Fig. 3.

FAAP20 contains a RAD18-like UBZ domain at its C terminus. (A) Alignment of the RAD18-like UBZ domain of FAAP20 from different species. Identical residues are shaded in black. (B) Alignment of FAAP20 UBZ domain with other RAD18-like UBZ domains. The conserved Cys and His residues that define the two dyads of the ubiquitin-binding ZNF domain are shaded in red. The asterisks denote the conserved Cys147 and Cys150 residues mutated in the the FAAP20 C147/150A mutant. (C) FAAP20 binds to ubiquitin via its RAD18-like UBZ domain. GST pull-down experiments were carried out using 293T lysates and GST, GST-FAAP20, or GST-FAAP20 C147/150A mutant.

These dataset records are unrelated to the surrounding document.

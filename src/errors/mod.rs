//! 模型训练错误类型定义

use thiserror::Error;

/// 训练/推理相关错误
///
/// 形状类错误属于构造期契约违反，一旦出现应终止本次运行；
/// 损失发散（NaN/Inf）只上报，不做自动回退或重试。
#[derive(Debug, Error)]
pub enum ModelError {
    /// 形状不匹配（batch 维度或网络配置不一致）
    #[error("形状不匹配（{context}）：期望 {expected:?}，实际 {got:?}")]
    ShapeMismatch {
        context: String,
        expected: Vec<usize>,
        got: Vec<usize>,
    },

    /// 词 id 超出嵌入表范围
    #[error("词 id 越界：{id} >= 词表大小 {vocab}")]
    TokenIdOutOfRange { id: usize, vocab: usize },

    /// 损失出现非有限值（优化发散），不自动恢复
    #[error("损失非有限（epoch {epoch}，batch {batch}）：{value}")]
    NonFiniteLoss {
        epoch: usize,
        batch: usize,
        value: f32,
    },

    /// 该数据集缺少人工标注的 rationale，无法计算精确率/召回率
    #[error("数据集缺少 rationale 标注")]
    MissingRationales,

    /// IO 错误（检查点读写等）
    #[error("IO 错误: {0}")]
    Io(#[from] std::io::Error),

    /// 检查点（反）序列化错误
    #[error("检查点序列化错误: {0}")]
    Serialization(#[from] bincode::Error),

    /// 预测 rationale 掩码导出错误
    #[error("npy 写出错误: {0}")]
    Npy(#[from] ndarray_npy::WriteNpyError),

    /// 数据加载边界错误
    #[error(transparent)]
    Data(#[from] crate::data::DataError),
}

Immunoblotting was conducted using anti-Ub antibody. (D) In vitro pull-down experiments were performed using K48- or K63-linked ubiquitin chains and GST-fusion proteins, as indicated. (E) Chromatin lysates were prepared from control or MMC-treated cells. In vitro pull-down experiments were performed using indicated GST-fusion proteins and Immunoblotting was conducted using anti-FANCD2 antibody. (F) FAAP20 binds to monoubiquitin. In vitro pull-down assays were performed using ub-GST and immobilized MBP-fusion proteins, as indicated.